With a background of researcher (4 years at UCL working on IWRM modelling) and entrepreneur (ran my own consulting company during two years), I am now running the European branch of Enthought.
This blog is the place where I store potentially valuable information. I would be more than happy to get feedback on my posts !
Hello,
I have the new EPD and am trying to implement fft with fastnumpy. Have you run benches with fft? I’ve tried what I can to get fft to use both cores on a Core2 Duo, but no luck; only 50% utilization across both and performance similar to vanilla numpy 1.6.1
Script results:
True
Intel MKL version: Intel(R) Math Kernel Library Version 10.3.1 Product Build 20101110 for 32-bit applications
Intel cpu_clocks: 8903351421090
Intel cpu_frequency: 1.66251
max Intel threads: 2
using numpy 1.5.1
(2, 65536) items
simple loop 2.54858477242
____ Test script: _________
import numpy
import numpy.fft as fft
print numpy.use_fastnumpy
import time
#from scipy.fftpack import fft
import mkl
print ‘Intel MKL version:’, mkl.get_version_string()
print ‘Intel cpu_clocks:’, mkl.get_cpu_clocks()
print ‘Intel cpu_frequency:’, mkl.get_cpu_frequency()
#print ‘Intel MKL, freeing buffer memory:’, mkl.thread_free_buffers()

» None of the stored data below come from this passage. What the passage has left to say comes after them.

use serde::{Deserialize, Serialize};

use crate::errors::CoreError;
use crate::wire;

/// Account record returned by `GET /auth/me` and `POST /auth/register`.
///
/// Cached next to the credential and cleared with it.
#[derive(Debug, Clone, PartialEq, Eq, Serialize, Deserialize)]
pub struct UserProfile {
    #[serde(deserialize_with = "wire::id")]
    pub id: String,
    pub phone: String,
    #[serde(default)]
    pub full_name: Option<String>,
    #[serde(default = "default_active")]
    pub is_active: bool,
    #[serde(default)]
    pub created_at: Option<String>,
    #[serde(default)]
    pub updated_at: Option<String>,
}

const fn default_active() -> bool {
    true
}

impl UserProfile {
    /// Name to greet the user with: full name when set, else the phone.
    #[must_use]
    pub fn display_name(&self) -> &str {
        self.full_name
            .as_deref()
            .map(str::trim)
            .filter(|name| !name.is_empty())
            .unwrap_or(&self.phone)
    }
}

/// Bearer token issued by `POST /auth/login`.
#[derive(Debug, Clone, PartialEq, Eq, Serialize, Deserialize, schemars::JsonSchema)]
pub struct LoginGrant {
    pub access_token: String,
    #[serde(default = "default_token_type")]
    pub token_type: String,
    /// Lifetime in seconds. Absent means the configured default applies.
    #[serde(default)]
    pub expires_in: Option<u64>,
}

fn default_token_type() -> String {
    "bearer".to_string()
}

/// Body of `POST /auth/login`.
#[derive(Debug, Clone, Serialize)]
pub struct LoginRequest<'a> {
    pub phone: &'a str,
    pub password: &'a str,
}

/// Body of `POST /auth/register`.
#[derive(Debug, Clone, Serialize)]
pub struct RegisterRequest<'a> {
    pub phone: &'a str,
    pub password: &'a str,
    #[serde(skip_serializing_if = "Option::is_none")]
    pub full_name: Option<&'a str>,
}

/// Body of `POST /auth/change-password`. Answered with a fresh [`LoginGrant`].
#[derive(Debug, Clone, Serialize)]
pub struct ChangePasswordRequest<'a> {
    pub current_password: &'a str,
    pub new_password: &'a str,
}

/// Body of `POST /auth/forgot-password`.
#[derive(Debug, Clone, Serialize)]
pub struct ForgotPasswordRequest<'a> {
    pub phone: &'a str,
}

/// Answer to a reset request. Deployments that deliver the token out of
/// band leave both fields empty.
#[derive(Debug, Clone, Default, PartialEq, Eq, Serialize, Deserialize)]
pub struct ResetTicket {
    #[serde(default, deserialize_with = "wire::opt_text")]
    pub reset_token: Option<String>,
    #[serde(default, deserialize_with = "wire::opt_text")]
    pub expires_at: Option<String>,
}

/// Body of `POST /auth/reset-password`.
#[derive(Debug, Clone, Serialize)]
pub struct ResetPasswordRequest<'a> {
    pub phone: &'a str,
    pub reset_token: &'a str,
    pub new_password: &'a str,
}

/// Mainland mobile number: 11 digits, `1` then `3`-`9`.
///
/// # Errors
///
/// Returns [`CoreError::Validation`] for anything else.
pub fn validate_phone(phone: &str) -> Result<(), CoreError> {
    let bytes = phone.as_bytes();
    let valid = bytes.len() == 11
        && bytes[0] == b'1'
        && (b'3'..=b'9').contains(&bytes[1])
        && bytes.iter().all(u8::is_ascii_digit);
    if valid {
        Ok(())
    } else {
        Err(CoreError::Validation(format!(
            "'{phone}' is not an 11-digit mobile number"
        )))
    }
}

/// New passwords need at least 8 characters with a letter and a digit.
///
/// # Errors
///
/// Returns [`CoreError::Validation`] naming the rule that failed.
pub fn validate_new_password(password: &str) -> Result<(), CoreError> {
    if password.chars().count() < 8 {
        return Err(CoreError::Validation(
            "new password must be at least 8 characters".into(),
        ));
    }
    if !password.chars().any(|c| c.is_ascii_alphabetic())
        || !password.chars().any(|c| c.is_ascii_digit())
    {
        return Err(CoreError::Validation(
            "new password must contain a letter and a digit".into(),
        ));
    }
    Ok(())
}

#[cfg(test)]
mod tests {
    use pretty_assertions::assert_eq;
    use serde_json::json;

    use super::*;

    #[test]
    fn profile_accepts_numeric_id_and_defaults() {
        let profile: UserProfile =
            serde_json::from_value(json!({ "id": 7, "phone": "13800000000" })).expect("profile");
        assert_eq!(profile.id, "7");
        assert!(profile.is_active);
        assert_eq!(profile.display_name(), "13800000000");
    }

    #[test]
    fn display_name_prefers_full_name() {
        let profile: UserProfile = serde_json::from_value(json!({
            "id": "u1",
            "phone": "13800000000",
            "full_name": "Li Wei",
            "is_active": false,
        }))
        .expect("profile");
        assert_eq!(profile.display_name(), "Li Wei");
        assert!(!profile.is_active);
    }

    #[test]
    fn grant_defaults_token_type() {
        let grant: LoginGrant =
            serde_json::from_value(json!({ "access_token": "abc", "expires_in": 3600 }))
                .expect("grant");
        assert_eq!(grant.token_type, "bearer");
        assert_eq!(grant.expires_in, Some(3600));
    }

    #[test]
    fn register_request_omits_missing_name() {
        let body = serde_json::to_value(RegisterRequest {
            phone: "1",
            password: "secret1",
            full_name: None,
        })
        .expect("serialize");
        assert_eq!(body, json!({ "phone": "1", "password": "secret1" }));
    }

    #[test]
    fn phone_must_be_a_mobile_number() {
        assert!(validate_phone("13800000000").is_ok());
        assert!(validate_phone("12800000000").is_err());
        assert!(validate_phone("1380000000").is_err());
        assert!(validate_phone("1380000000a").is_err());
        assert!(validate_phone("").is_err());
    }

    #[test]
    fn new_password_needs_length_letter_and_digit() {
        assert!(validate_new_password("abc12345").is_ok());
        assert!(validate_new_password("abc1234").is_err());
        assert!(validate_new_password("abcdefgh").is_err());
        assert!(validate_new_password("12345678").is_err());
    }

    #[test]
    fn reset_ticket_accepts_numeric_expiry() {
        let ticket: ResetTicket = serde_json::from_value(json!({
            "reset_token": "r-1",
            "expires_at": 1_714_550_400_000_u64,
        }))
        .expect("ticket");
        assert_eq!(ticket.reset_token.as_deref(), Some("r-1"));
        assert_eq!(ticket.expires_at.as_deref(), Some("1714550400000"));

        let empty: ResetTicket = serde_json::from_value(json!({ "ok": true })).expect("ticket");
        assert_eq!(empty, ResetTicket::default());
    }
}
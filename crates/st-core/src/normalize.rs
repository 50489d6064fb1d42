//! Mapping of loosely-typed analysis payloads onto [`AnalysisResult`].
//!
//! Each logical item field resolves through an ordered list of candidate
//! keys; the first non-blank string wins. Resolution happens once, here, so
//! renderers only ever see the canonical field names.

use std::collections::HashMap;

use serde_json::{Map, Value};

use crate::analysis::{AnalysisItem, AnalysisResult, AnalysisTab};
use crate::enums::{Priority, TabId};

pub const TITLE_KEYS: &[&str] = &["title", "milestone", "event"];
pub const WHY_IMPORTANT_KEYS: &[&str] = &["why_important", "reason", "summary"];
pub const GUIDANCE_KEYS: &[&str] = &["guidance", "action", "recommendation"];
pub const DETAILS_KEYS: &[&str] = &["details", "notes", "impact"];
pub const MILESTONE_KEYS: &[&str] = &["milestone"];
pub const DATE_KEYS: &[&str] = &["date", "deadline"];
pub const EXCERPT_KEYS: &[&str] = &["source_excerpt"];

const TAB_TITLE_KEYS: &[&str] = &["title", "name"];

/// Title given to items that carry none of the title synonyms.
pub const DEFAULT_ITEM_TITLE: &str = "Key point";

/// Normalize a raw analysis payload.
///
/// Raw tabs are matched by `id`; when the same id appears twice the later
/// one wins. Tabs outside [`TabId::ALL`] and non-object items are dropped.
#[must_use]
pub fn normalize_result(raw: &Value) -> AnalysisResult {
    let incoming: HashMap<&str, &Map<String, Value>> = raw
        .get("tabs")
        .and_then(Value::as_array)
        .map(|tabs| {
            tabs.iter()
                .filter_map(Value::as_object)
                .filter_map(|tab| {
                    tab.get("id")
                        .and_then(Value::as_str)
                        .map(|id| (id.trim(), tab))
                })
                .collect()
        })
        .unwrap_or_default();

    let tabs = TabId::ALL
        .into_iter()
        .map(|id| {
            let source = incoming.get(id.as_str()).copied();
            let title = source
                .and_then(|tab| first_text(tab, TAB_TITLE_KEYS))
                .unwrap_or_else(|| id.default_title().to_string());
            let items = source
                .and_then(|tab| tab.get("items"))
                .and_then(Value::as_array)
                .map(|items| {
                    items
                        .iter()
                        .filter(|item| item.is_object())
                        .map(normalize_item)
                        .collect()
                })
                .unwrap_or_default();
            AnalysisTab { id, title, items }
        })
        .collect();

    let summary = raw
        .as_object()
        .and_then(|map| first_text(map, &["summary"]))
        .unwrap_or_default();

    AnalysisResult { summary, tabs }
}

/// Normalize a single raw item. Non-object input yields a default item.
#[must_use]
pub fn normalize_item(raw: &Value) -> AnalysisItem {
    let empty = Map::new();
    let map = raw.as_object().unwrap_or(&empty);
    let text = |keys: &[&str]| first_text(map, keys).unwrap_or_default();

    AnalysisItem {
        title: first_text(map, TITLE_KEYS).unwrap_or_else(|| DEFAULT_ITEM_TITLE.to_string()),
        why_important: text(WHY_IMPORTANT_KEYS),
        guidance: text(GUIDANCE_KEYS),
        details: text(DETAILS_KEYS),
        milestone: text(MILESTONE_KEYS),
        date: text(DATE_KEYS),
        source_excerpt: text(EXCERPT_KEYS),
        source_start: coerce_offset(map.get("source_start")),
        source_end: coerce_offset(map.get("source_end")),
        priority: map
            .get("priority")
            .and_then(Value::as_str)
            .map_or(Priority::Medium, Priority::from_loose),
    }
}

/// First candidate whose value is a string with visible content.
fn first_text(map: &Map<String, Value>, keys: &[&str]) -> Option<String> {
    keys.iter()
        .filter_map(|key| map.get(*key).and_then(Value::as_str))
        .find(|value| !value.trim().is_empty())
        .map(str::to_string)
}

/// Offsets arrive as numbers or numeric strings. Anything non-finite is `None`.
#[allow(clippy::cast_possible_truncation)]
fn coerce_offset(value: Option<&Value>) -> Option<i64> {
    let number = match value? {
        Value::Number(number) => number.as_f64()?,
        Value::String(text) if !text.trim().is_empty() => text.trim().parse::<f64>().ok()?,
        _ => return None,
    };
    number.is_finite().then(|| number.trunc() as i64)
}
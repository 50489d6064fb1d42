use clap::Parser;

pub mod global;
pub mod root_commands;
pub mod subcommands;

pub use global::{GlobalFlags, OutputFormat};
pub use root_commands::Commands;

/// Top-level CLI parser for the `savetime` binary.
#[derive(Debug, Parser)]
#[command(
    name = "savetime",
    version,
    about = "SaveTime - bid document analysis and entity search"
)]
pub struct Cli {
    #[command(subcommand)]
    pub command: Commands,

    /// Output format: json, table, raw
    #[arg(short, long, global = true, default_value = "json")]
    pub format: OutputFormat,

    /// Max results to return
    #[arg(short, long, global = true)]
    pub limit: Option<u32>,

    /// Quiet mode (errors only, no progress)
    #[arg(short, long, global = true)]
    pub quiet: bool,

    /// Verbose mode (debug logging)
    #[arg(short, long, global = true)]
    pub verbose: bool,
}

impl Cli {
    /// Extract ergonomic global flags struct for command handlers.
    #[must_use]
    pub const fn global_flags(&self) -> GlobalFlags {
        GlobalFlags {
            format: self.format,
            limit: self.limit,
            quiet: self.quiet,
            verbose: self.verbose,
        }
    }
}
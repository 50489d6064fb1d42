//! Analysis submission and job endpoints.
//!
//! Job paths hang off `api.jobs_endpoint`, e.g. `/bidding/jobs/{id}`.

use std::path::Path;

use reqwest::multipart::{Form, Part};
use serde::Serialize;
use serde_json::Value;
use st_core::excerpt::{SourceRange, SourceSnippet};
use st_core::job::{JobList, JobRecord};

use crate::http::{decode, with_query};
use crate::{ApiClient, ClientError};

#[derive(Debug, Serialize)]
struct TextSubmission<'a> {
    text: &'a str,
    async_mode: bool,
}

impl ApiClient {
    /// `POST` text for analysis in async mode. `endpoint` defaults to the
    /// configured text endpoint.
    ///
    /// # Errors
    ///
    /// Returns [`ClientError`] on transport or status failures.
    pub async fn submit_text(&self, text: &str, endpoint: Option<&str>) -> Result<Value, ClientError> {
        let endpoint = endpoint.unwrap_or(&self.config().analyze_text_endpoint);
        self.post_json(
            endpoint,
            &TextSubmission {
                text,
                async_mode: true,
            },
        )
        .await
    }

    /// Upload a file for analysis in async mode. `config`, when given, goes
    /// out as JSON text in a `config` part; the workload and costing
    /// endpoints read their options from it.
    ///
    /// # Errors
    ///
    /// Returns [`ClientError::Io`] when the file cannot be read.
    pub async fn submit_file(
        &self,
        path: &Path,
        endpoint: Option<&str>,
        config: Option<&Value>,
    ) -> Result<Value, ClientError> {
        let bytes = tokio::fs::read(path).await.map_err(|source| ClientError::Io {
            path: path.to_path_buf(),
            source,
        })?;
        let file_name = path
            .file_name()
            .map_or_else(|| "upload".to_string(), |name| name.to_string_lossy().into_owned());

        let mut form = Form::new()
            .text("async_mode", "true")
            .part("file", Part::bytes(bytes).file_name(file_name));
        if let Some(config) = config {
            form = form.text("config", config.to_string());
        }

        let endpoint = endpoint.unwrap_or(&self.config().analyze_file_endpoint);
        let url = with_query(&self.url(endpoint), &[("async_mode", "true")]);
        tracing::debug!(%url, file = %path.display(), "POST multipart");
        self.send(self.post(&url).multipart(form)).await
    }

    /// Jobs owned by the current user, newest first, without results.
    ///
    /// # Errors
    ///
    /// Returns [`ClientError`] on transport, status or decode failures.
    pub async fn jobs(&self) -> Result<Vec<JobRecord>, ClientError> {
        let body = self
            .get_json::<&str, &str>(&self.config().jobs_endpoint, &[])
            .await?;
        let list: JobList = decode(body, "job list")?;
        Ok(list.jobs)
    }

    /// One job, raw.
    ///
    /// # Errors
    ///
    /// Returns [`ClientError`] on transport or status failures.
    pub async fn job(&self, job_id: &str) -> Result<Value, ClientError> {
        self.get_json::<&str, &str>(&self.job_path(job_id, ""), &[])
            .await
    }

    /// Delete a job. Returns whether the server acknowledged it.
    ///
    /// # Errors
    ///
    /// Returns [`ClientError::Request`] with status 404 for unknown ids.
    pub async fn delete_job(&self, job_id: &str) -> Result<bool, ClientError> {
        let body = self.delete_json(&self.job_path(job_id, "")).await?;
        Ok(body.get("ok").and_then(Value::as_bool).unwrap_or(true))
    }

    /// Source text of a job around `range`.
    ///
    /// # Errors
    ///
    /// Returns [`ClientError::Request`] when the job kept no source text.
    pub async fn source_snippet(
        &self,
        job_id: &str,
        range: SourceRange,
        window: u32,
    ) -> Result<SourceSnippet, ClientError> {
        let path = self.job_path(job_id, "/source");
        let body = self.get_json(&path, &range.query_pairs(window)).await?;
        decode(body, "source snippet")
    }

    fn job_path(&self, job_id: &str, suffix: &str) -> String {
        self.config()
            .job_path(&urlencoding::encode(job_id), suffix)
    }
}

#[cfg(test)]
mod tests {
    use pretty_assertions::assert_eq;
    use st_auth::SessionContext;
    use st_config::ApiConfig;

    use super::*;

    #[test]
    fn job_urls_follow_the_configured_collection() {
        let config = ApiConfig {
            base_url: "https://api.example.com/api".into(),
            jobs_endpoint: "/bidding/jobs".into(),
            ..ApiConfig::default()
        };
        let client = ApiClient::new(&config, SessionContext::in_memory()).expect("client");
        assert_eq!(
            client.url(&client.job_path("a/b", "/source")),
            "https://api.example.com/api/bidding/jobs/a%2Fb/source"
        );
        assert_eq!(
            client.url(&client.job_path("42", "")),
            "https://api.example.com/api/bidding/jobs/42"
        );
    }
}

print ‘max Intel threads:’, mkl.get_max_threads()
mkl.set_num_threads(2)
N = 2**20
print ‘using numpy’, numpy.__version__
a = numpy.random.rand(2, N)
print a.shape, ‘items’
t0 = time.clock()
for i in range(10):
continue
base = time.clock()-t0
fftn = fft.fftn
t0 = time.clock()
for i in range(10):
r = fftn(a, (N,), (1,))
print ‘simple loop’, time.clock()-t0-base
Testing your script on my MacBookPro :
dpinte:tmp dpinte$ python test_fastnumpy.py
True
Intel MKL version: Intel(R) Math Kernel Library Version 10.3.1 Product Build 20101110 for 32-bit applications
Intel cpu_clocks: 10504847091303
Intel cpu_frequency: 2.66015408791
max Intel threads: 2
using numpy 1.5.1
(2, 1048576) items
simple loop 1.95484
Decresing the number of threads to 1 makes it go much faster :
dpinte:tmp dpinte$ python test_fastnumpy.py
True
Intel MKL version: Intel(R) Math Kernel Library Version 10.3.1 Product Build 20101110 for 32-bit applications
Intel cpu_clocks: 11993346847969
Intel cpu_frequency: 2.66027246734
max Intel threads: 1
using numpy 1.5.1
(2, 1048576) items
simple loop 1.218312
And on my Windows VM, we got good results :
Without fast numpy :
Z:\dpinte\tmp>python test_fastnumpy.py
False
Intel MKL version: Intel(R) Math Kernel Library Version 10.3.1 Produ
01110 for Intel(R) 64 architecture applications
Intel cpu_clocks: 206824057234718
Intel cpu_frequency: 2.66014196505
max Intel threads: 1
using numpy 1.5.1
(2L, 1048576L) items
simple loop 2.48767119843
With fastnumpy :
Z:\dpinte\tmp>python test_fastnumpy.py
True
Intel MKL version: Intel(R) Math Kernel Library Version 10.3.1 Produ
01110 for Intel(R) 64 architecture applications
Intel cpu_clocks: 206936224606227
Intel cpu_frequency: 2.66014026949
max Intel threads: 1
using numpy 1.5.1
(2L, 1048576L) items
simple loop 1.16259915716
That is a half of the time of the standard version of numpy.